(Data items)
- Opening Delimiter -

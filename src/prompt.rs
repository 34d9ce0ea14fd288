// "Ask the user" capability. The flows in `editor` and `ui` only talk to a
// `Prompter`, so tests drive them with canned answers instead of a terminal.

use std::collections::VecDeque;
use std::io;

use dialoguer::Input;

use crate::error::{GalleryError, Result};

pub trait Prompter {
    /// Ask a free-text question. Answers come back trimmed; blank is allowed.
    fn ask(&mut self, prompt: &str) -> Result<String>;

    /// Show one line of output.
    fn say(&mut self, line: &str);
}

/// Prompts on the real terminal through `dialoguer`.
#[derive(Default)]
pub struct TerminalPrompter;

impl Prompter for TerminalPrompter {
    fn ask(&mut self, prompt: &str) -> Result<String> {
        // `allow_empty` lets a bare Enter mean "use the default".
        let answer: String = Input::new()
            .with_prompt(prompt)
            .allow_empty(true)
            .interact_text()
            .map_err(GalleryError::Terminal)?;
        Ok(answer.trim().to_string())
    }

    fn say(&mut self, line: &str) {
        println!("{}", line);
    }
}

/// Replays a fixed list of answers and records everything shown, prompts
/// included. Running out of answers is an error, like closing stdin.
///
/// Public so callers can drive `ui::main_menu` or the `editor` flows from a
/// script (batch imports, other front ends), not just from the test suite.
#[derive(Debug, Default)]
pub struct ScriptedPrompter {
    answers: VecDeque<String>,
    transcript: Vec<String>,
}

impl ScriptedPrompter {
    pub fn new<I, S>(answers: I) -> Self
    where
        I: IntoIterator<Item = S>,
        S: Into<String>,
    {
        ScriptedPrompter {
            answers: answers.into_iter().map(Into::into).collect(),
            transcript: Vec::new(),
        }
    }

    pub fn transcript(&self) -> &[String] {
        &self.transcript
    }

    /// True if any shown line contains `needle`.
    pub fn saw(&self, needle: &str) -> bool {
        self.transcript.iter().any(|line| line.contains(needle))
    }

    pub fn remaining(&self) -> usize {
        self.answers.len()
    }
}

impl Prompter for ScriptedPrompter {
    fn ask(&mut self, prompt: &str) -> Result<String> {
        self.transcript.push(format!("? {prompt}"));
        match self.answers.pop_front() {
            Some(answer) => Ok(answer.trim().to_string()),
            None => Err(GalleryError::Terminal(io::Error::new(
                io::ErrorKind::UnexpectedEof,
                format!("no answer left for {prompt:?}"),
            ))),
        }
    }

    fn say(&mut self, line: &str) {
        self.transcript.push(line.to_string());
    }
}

- Closing Delimiter -

**What is being asked**: Lines holding the word "VecDeque" should be counted across the entries; state only how many there are.

**Exercise output**: 2